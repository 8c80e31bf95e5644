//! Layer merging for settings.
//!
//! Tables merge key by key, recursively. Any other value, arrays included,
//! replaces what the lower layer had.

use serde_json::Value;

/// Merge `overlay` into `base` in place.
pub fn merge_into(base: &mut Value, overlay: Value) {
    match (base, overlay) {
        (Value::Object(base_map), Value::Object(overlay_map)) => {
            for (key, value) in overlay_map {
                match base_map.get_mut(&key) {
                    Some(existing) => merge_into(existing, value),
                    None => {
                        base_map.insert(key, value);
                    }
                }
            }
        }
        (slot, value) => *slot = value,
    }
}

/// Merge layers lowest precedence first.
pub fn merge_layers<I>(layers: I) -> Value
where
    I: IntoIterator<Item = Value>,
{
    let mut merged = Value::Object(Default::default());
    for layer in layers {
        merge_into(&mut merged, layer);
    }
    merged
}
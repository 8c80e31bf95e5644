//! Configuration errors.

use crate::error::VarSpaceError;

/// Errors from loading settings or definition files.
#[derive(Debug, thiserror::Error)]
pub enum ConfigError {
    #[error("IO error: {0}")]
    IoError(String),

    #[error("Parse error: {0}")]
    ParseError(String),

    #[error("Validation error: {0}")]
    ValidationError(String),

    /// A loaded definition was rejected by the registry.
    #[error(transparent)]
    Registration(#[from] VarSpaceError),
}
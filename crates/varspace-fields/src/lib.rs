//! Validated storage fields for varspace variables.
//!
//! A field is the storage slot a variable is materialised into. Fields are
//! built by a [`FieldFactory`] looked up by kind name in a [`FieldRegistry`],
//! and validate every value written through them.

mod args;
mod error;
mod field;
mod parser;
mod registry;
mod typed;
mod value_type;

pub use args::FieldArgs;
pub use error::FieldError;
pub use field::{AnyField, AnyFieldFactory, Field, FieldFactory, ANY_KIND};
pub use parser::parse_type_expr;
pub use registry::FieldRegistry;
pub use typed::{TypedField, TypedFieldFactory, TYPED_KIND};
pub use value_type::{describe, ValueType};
◆ ◆ ◆ ◆ ◆
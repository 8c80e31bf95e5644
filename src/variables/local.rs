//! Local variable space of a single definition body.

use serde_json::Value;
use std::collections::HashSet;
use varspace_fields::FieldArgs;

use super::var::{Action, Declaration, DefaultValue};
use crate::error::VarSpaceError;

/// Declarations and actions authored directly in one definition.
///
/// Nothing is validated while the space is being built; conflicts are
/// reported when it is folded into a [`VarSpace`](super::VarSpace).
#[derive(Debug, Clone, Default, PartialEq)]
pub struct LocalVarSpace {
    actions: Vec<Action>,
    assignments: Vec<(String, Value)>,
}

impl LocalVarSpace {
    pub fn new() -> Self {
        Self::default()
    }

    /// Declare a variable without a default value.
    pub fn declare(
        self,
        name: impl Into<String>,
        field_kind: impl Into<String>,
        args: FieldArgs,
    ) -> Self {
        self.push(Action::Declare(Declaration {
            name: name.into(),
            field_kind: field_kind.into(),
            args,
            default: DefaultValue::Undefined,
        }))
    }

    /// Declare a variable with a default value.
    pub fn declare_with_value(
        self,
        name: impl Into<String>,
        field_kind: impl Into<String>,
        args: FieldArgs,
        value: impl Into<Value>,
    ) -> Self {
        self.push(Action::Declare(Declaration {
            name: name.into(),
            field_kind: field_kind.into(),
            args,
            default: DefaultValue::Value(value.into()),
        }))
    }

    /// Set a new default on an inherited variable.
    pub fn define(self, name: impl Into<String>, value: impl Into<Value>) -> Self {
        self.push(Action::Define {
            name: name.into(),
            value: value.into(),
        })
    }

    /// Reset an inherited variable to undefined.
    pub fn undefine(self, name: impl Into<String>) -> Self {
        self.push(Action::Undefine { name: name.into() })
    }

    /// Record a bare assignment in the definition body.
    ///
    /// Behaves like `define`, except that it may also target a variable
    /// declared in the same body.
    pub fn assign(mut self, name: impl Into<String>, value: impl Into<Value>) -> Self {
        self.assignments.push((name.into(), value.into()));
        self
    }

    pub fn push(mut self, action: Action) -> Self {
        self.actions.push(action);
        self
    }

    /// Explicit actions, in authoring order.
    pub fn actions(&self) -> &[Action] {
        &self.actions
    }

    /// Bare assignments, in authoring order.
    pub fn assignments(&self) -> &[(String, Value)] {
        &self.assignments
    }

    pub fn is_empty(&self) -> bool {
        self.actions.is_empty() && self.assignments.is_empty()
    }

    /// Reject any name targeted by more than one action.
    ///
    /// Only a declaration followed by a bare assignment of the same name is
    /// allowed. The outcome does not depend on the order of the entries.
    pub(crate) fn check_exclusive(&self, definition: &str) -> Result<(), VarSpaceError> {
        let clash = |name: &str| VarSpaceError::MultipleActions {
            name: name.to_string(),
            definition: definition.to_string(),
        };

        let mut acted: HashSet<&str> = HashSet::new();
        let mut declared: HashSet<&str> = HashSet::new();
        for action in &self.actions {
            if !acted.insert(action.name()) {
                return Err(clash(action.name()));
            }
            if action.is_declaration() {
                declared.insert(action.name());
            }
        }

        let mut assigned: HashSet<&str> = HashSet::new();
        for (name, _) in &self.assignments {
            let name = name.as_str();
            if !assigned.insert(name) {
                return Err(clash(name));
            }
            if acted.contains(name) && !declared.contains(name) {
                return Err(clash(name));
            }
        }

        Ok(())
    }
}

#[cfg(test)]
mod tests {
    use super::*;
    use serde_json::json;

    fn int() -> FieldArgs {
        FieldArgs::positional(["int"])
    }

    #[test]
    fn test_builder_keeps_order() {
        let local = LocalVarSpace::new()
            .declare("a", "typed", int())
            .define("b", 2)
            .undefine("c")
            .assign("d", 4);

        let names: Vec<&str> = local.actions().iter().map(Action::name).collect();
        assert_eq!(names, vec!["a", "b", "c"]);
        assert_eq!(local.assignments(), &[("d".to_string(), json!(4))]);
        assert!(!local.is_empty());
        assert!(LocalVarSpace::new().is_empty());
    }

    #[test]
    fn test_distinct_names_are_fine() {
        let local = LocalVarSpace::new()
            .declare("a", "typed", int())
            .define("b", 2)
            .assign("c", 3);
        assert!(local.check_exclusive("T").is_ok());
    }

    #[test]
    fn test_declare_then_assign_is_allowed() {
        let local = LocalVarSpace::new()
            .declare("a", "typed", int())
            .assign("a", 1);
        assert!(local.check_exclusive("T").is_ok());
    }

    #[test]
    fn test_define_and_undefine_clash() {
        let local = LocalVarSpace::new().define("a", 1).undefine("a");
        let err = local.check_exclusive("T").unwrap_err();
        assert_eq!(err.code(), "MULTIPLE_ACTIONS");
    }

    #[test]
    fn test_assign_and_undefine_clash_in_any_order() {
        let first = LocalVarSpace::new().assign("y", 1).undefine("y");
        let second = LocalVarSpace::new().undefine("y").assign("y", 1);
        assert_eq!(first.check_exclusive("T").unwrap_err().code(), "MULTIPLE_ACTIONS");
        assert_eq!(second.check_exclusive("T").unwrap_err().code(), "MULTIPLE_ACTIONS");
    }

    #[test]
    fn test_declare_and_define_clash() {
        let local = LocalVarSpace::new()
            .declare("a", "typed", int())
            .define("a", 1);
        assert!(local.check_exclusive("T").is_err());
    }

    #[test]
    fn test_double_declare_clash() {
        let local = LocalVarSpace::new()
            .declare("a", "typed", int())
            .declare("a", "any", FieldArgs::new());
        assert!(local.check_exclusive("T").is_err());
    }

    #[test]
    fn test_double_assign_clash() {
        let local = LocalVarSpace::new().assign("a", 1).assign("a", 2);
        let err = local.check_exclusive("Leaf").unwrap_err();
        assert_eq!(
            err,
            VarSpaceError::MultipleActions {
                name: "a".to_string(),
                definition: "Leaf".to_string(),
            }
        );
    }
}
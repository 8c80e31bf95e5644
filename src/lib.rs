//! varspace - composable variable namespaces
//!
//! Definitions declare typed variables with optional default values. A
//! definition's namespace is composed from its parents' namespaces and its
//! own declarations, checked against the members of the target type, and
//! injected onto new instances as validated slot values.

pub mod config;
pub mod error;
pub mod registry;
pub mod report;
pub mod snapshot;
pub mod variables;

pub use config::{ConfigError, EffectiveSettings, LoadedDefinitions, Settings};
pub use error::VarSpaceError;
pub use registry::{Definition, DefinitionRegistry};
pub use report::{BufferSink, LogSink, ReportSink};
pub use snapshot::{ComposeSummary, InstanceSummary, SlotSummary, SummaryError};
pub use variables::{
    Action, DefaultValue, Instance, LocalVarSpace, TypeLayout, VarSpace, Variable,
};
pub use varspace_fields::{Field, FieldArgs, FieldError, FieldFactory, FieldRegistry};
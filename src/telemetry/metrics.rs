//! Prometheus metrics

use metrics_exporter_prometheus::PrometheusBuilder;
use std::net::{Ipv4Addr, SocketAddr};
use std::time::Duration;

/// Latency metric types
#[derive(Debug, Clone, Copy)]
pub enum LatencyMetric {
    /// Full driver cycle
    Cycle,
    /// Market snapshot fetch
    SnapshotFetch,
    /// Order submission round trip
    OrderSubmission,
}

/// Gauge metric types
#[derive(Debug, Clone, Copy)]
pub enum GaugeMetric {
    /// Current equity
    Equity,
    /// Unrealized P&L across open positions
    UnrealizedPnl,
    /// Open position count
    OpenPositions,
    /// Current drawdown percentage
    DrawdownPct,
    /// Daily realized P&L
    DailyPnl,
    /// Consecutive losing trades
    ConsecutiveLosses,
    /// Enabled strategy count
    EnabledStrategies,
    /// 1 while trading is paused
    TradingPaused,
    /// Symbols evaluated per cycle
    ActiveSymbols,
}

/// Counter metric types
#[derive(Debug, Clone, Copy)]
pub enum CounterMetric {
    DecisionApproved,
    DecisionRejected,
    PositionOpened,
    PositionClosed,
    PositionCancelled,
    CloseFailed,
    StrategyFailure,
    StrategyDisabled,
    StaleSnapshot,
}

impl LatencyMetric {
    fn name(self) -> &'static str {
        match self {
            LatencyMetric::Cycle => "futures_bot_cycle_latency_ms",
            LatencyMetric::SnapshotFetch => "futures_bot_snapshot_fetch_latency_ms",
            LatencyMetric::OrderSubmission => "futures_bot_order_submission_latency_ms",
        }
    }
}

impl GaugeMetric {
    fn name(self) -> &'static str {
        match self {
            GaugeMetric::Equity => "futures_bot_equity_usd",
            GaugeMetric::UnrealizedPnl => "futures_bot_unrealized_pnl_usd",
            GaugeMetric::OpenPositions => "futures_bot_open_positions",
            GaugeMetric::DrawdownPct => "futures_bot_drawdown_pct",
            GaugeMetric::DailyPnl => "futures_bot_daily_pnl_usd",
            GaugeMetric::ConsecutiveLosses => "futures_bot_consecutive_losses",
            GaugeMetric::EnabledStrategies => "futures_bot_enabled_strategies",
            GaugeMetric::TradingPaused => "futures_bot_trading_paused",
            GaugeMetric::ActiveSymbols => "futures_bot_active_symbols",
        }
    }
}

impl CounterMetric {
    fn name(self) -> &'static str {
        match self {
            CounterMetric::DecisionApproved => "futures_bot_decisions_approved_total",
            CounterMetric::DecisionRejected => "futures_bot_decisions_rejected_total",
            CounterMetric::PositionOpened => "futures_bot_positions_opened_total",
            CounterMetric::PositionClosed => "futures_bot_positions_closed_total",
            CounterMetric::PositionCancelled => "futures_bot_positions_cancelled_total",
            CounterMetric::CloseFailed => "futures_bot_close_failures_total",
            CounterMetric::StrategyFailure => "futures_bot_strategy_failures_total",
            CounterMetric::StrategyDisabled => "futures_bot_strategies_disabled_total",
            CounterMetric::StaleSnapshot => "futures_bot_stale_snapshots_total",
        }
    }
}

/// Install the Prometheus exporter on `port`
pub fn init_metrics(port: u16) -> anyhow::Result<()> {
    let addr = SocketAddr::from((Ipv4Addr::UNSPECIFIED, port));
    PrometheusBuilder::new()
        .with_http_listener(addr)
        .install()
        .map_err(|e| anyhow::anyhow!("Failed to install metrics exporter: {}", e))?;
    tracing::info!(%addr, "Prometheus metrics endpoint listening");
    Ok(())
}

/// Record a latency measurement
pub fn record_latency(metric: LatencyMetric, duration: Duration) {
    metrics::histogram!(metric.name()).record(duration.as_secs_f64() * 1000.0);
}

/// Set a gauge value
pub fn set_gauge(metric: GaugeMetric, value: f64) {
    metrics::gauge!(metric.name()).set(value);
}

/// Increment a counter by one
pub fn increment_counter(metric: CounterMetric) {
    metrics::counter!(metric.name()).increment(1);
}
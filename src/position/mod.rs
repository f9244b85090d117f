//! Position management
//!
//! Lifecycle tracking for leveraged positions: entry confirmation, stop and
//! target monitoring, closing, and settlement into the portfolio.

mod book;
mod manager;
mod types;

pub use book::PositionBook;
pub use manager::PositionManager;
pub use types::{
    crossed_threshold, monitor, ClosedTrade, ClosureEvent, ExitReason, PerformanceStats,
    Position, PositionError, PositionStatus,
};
◆ ◆ ◆ ◆ ◆
Go through the material above and copy each line that holds the string "UnrealizedPnl".

    UnrealizedPnl,
            GaugeMetric::UnrealizedPnl => "futures_bot_unrealized_pnl_usd",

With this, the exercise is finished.